United States District Court, D. Arizona

September 5, 2017

Crestwood Capital Corporation, Plaintiff,
v.
Andes Industries, Inc., Defendant. Devon Investment Inc., Plaintiff,
v.
Andes Industries, Inc., Defendant. Preston Collection Inc., Plaintiff,
v.
Steven Youtsey, Defendant. Andes Industries, Inc.; and PCT International, Inc., Plaintiffs,
v.
EZconn Corporation; and eGtran Corporation, Defendants. Andes Industries, Inc.; and PCT International, Inc., Plaintiffs,
v.
Cheng-Sun Lan; Kun-Te Yang; Chi-Jen Dennis) Lan; Polar Star Management Ltd., Defendants.

          ORDER RE NOS. CV-16-00600, CV-15-00604, CV-15-00607

          NEIL V. WAKE SENIOR UNITED STATES DISTRICT JUDGE

         Before the Court is Crestwood Capital Corporation's, Devon Investment Inc.'s, and Preston Collection Inc.'s Motion for Summary Judgment (Doc. 122 (redacted), 126 (sealed)).

         I. LEGAL STANDARD

         Summary judgment is proper if the evidence shows there is no genuine issue as to any material fact and the moving party is entitled to judgment as a matter of law. Fed.R.Civ.P. 56(a). The moving party must produce evidence and show there is no genuine issue of material fact. Nissan Fire & Marine Ins. Co., Ltd. v. Fritz Cos., Inc., 210 F.3d 1099, 1102 (9th Cir. 2000).

         The party seeking summary judgment bears the initial burden of identifying the basis for its motion and those portions of the pleadings, depositions, answers to interrogatories, and admissions on file, together with the affidavits, if any, which demonstrate the absence of any genuine issue of material fact. Celotex Corp. v. Catrett, 477 U.S. 317, 323 (1986). When the moving party has carried its burden, the nonmoving party must produce evidence to support its claim or defense by more than simply showing “there is some metaphysical doubt as to the material facts.” Matsushita Elec. Indus. Co. v. Zenith Radio Corp., 475 U.S. 574, 586 (1986). To defeat a motion for summary judgment, the nonmoving party must show that there are genuine issues of material fact. Anderson v. Liberty Lobby, Inc., 477 U.S. 242, 250 (1986). A material fact is one that might affect the outcome of the suit under the governing law. Id. at 248. A factual issue is genuine “if the evidence is such that a reasonable jury could return a verdict for the nonmoving party.” Id.

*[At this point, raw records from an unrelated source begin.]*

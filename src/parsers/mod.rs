//! Source extraction for supported dialects
//!
//! Each dialect is a [`LanguageParser`] that supplies a [`PatternRules`]
//! table; the shared line scanner in [`extractor`] does the work. Dialects
//! are collected in a [`ParserRegistry`] built once at startup and passed
//! down explicitly.

pub mod extractor;
pub mod php;
pub mod pipeline;
pub mod rules;

use crate::models::{FileInfo, ParsedFile};
use rules::PatternRules;
use std::collections::BTreeMap;
use std::path::{Path, PathBuf};
use thiserror::Error;

pub use php::PhpParser;
pub use pipeline::{extract_files, ExtractionStats, DEFAULT_MAX_CONCURRENCY};

/// Errors raised while selecting a dialect or reading a source file
#[derive(Error, Debug)]
pub enum ParseError {
    #[error("failed to read {}: {source}", path.display())]
    Read {
        path: PathBuf,
        #[source]
        source: std::io::Error,
    },

    #[error("unsupported language '{language}' (supported: {supported})")]
    UnsupportedLanguage { language: String, supported: String },

    #[error("a parser for '{0}' is already registered")]
    DuplicateLanguage(String),
}

pub type ParseResult<T> = Result<T, ParseError>;

/// A source dialect the extractor can scan
pub trait LanguageParser: Send + Sync {
    /// Lowercase language name used for lookup, e.g. `php`
    fn language(&self) -> &'static str;

    /// Accepted file extensions without the leading dot
    fn extensions(&self) -> &'static [&'static str];

    fn rules(&self) -> &PatternRules;

    fn parse_source(&self, source: &str, path: &Path, relative_path: &str) -> ParsedFile {
        extractor::extract(self.rules(), source, path, relative_path)
    }

    /// Read and scan one file. Invalid UTF-8 is replaced, never rejected.
    fn parse_file(&self, file: &FileInfo) -> ParseResult<ParsedFile> {
        let bytes = std::fs::read(&file.path).map_err(|source| ParseError::Read {
            path: file.path.clone(),
            source,
        })?;
        let source = String::from_utf8_lossy(&bytes);
        Ok(self.parse_source(&source, &file.path, &file.relative_path))
    }
}

/// Explicit map of language name to dialect
#[derive(Default)]
pub struct ParserRegistry {
    parsers: BTreeMap<String, Box<dyn LanguageParser>>,
}

impl ParserRegistry {
    pub fn new() -> Self {
        Self::default()
    }

    /// Registry with every built-in dialect
    pub fn with_defaults() -> Self {
        let mut registry = Self::new();
        registry.parsers.insert("php".to_string(), Box::new(PhpParser::new()));
        registry
    }

    pub fn register(&mut self, parser: Box<dyn LanguageParser>) -> ParseResult<()> {
        let name = parser.language().to_lowercase();
        if self.parsers.contains_key(&name) {
            return Err(ParseError::DuplicateLanguage(name));
        }
        self.parsers.insert(name, parser);
        Ok(())
    }

    pub fn get(&self, language: &str) -> ParseResult<&dyn LanguageParser> {
        self.parsers
            .get(&language.trim().to_lowercase())
            .map(|p| p.as_ref())
            .ok_or_else(|| ParseError::UnsupportedLanguage {
                language: language.to_string(),
                supported: self.languages().join(", "),
            })
    }

    /// Registered language names, sorted
    pub fn languages(&self) -> Vec<&str> {
        self.parsers.keys().map(String::as_str).collect()
    }
}

#[cfg(test)]
mod tests {
    use super::*;

    #[test]
    fn test_registry_defaults() {
        let registry = ParserRegistry::with_defaults();
        assert_eq!(registry.languages(), vec!["php"]);
        assert_eq!(registry.get("PHP").unwrap().language(), "php");
    }

    #[test]
    fn test_registry_rejects_duplicates() {
        let mut registry = ParserRegistry::with_defaults();
        let err = registry.register(Box::new(PhpParser::new())).unwrap_err();
        assert!(matches!(err, ParseError::DuplicateLanguage(ref l) if l == "php"));
    }

    #[test]
    fn test_unsupported_language_lists_supported() {
        let registry = ParserRegistry::with_defaults();
        let err = registry.get("cobol").err().unwrap();
        assert_eq!(
            err.to_string(),
            "unsupported language 'cobol' (supported: php)"
        );
    }

    #[test]
    fn test_parse_file_reports_missing_file() {
        let file = FileInfo::new("/definitely/not/here.php", "here.php", 0);
        let err = PhpParser::new().parse_file(&file).unwrap_err();
        assert!(matches!(err, ParseError::Read { .. }));
    }

    #[test]
    fn test_parse_file_tolerates_invalid_utf8() {
        let dir = tempfile::tempdir().expect("create temp dir");
        let path = dir.path().join("latin1.php");
        let mut bytes = b"<?php\nfunction caf".to_vec();
        bytes.push(0xE9);
        bytes.extend_from_slice(b"_ok() {}\nfunction plain() {}\n");
        std::fs::write(&path, bytes).expect("write fixture");

        let parsed = PhpParser::new()
            .parse_file(&FileInfo::new(&path, "latin1.php", 0))
            .expect("parse");
        assert!(parsed.declarations.iter().any(|d| d.name == "plain"));
    }
}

         On summary judgment, the nonmoving party's evidence is presumed true, and all inferences from the evidence are drawn in the light most favorable to the nonmoving party. Eisenberg v. Ins. Co. of North America, 815 F.2d 1285, 1289 (9th Cir. 1987); Baldwin v. Trailer Inns, Inc., 266 F.3d 1104, 1117 (9th Cir. 2001). But it is not the Court's task “to scour the record in search of a genuine issue of triable fact.” Keenan v. Allan, 91 F.3d 1275, 1279 (9th Cir. 1996). The evidence presented by the parties must be admissible. LRCiv 56.1(a), (b); see Fed. R. Civ. P. 56(e). Conclusory and speculative testimony in affidavits and moving papers is insufficient to raise genuine issues of fact and to defeat summary judgment. Thornhill Publ'g Co., Inc. v. GTE Corp., 594 F.2d 730, 738 (9th Cir. 1979). “If a party fails to properly support an assertion of fact or fails to properly address another party's assertion of fact as required by Rule 56(c), the court may . . . consider the fact undisputed for purposes of the motion.” Fed. R. Civ. 56(e)(2).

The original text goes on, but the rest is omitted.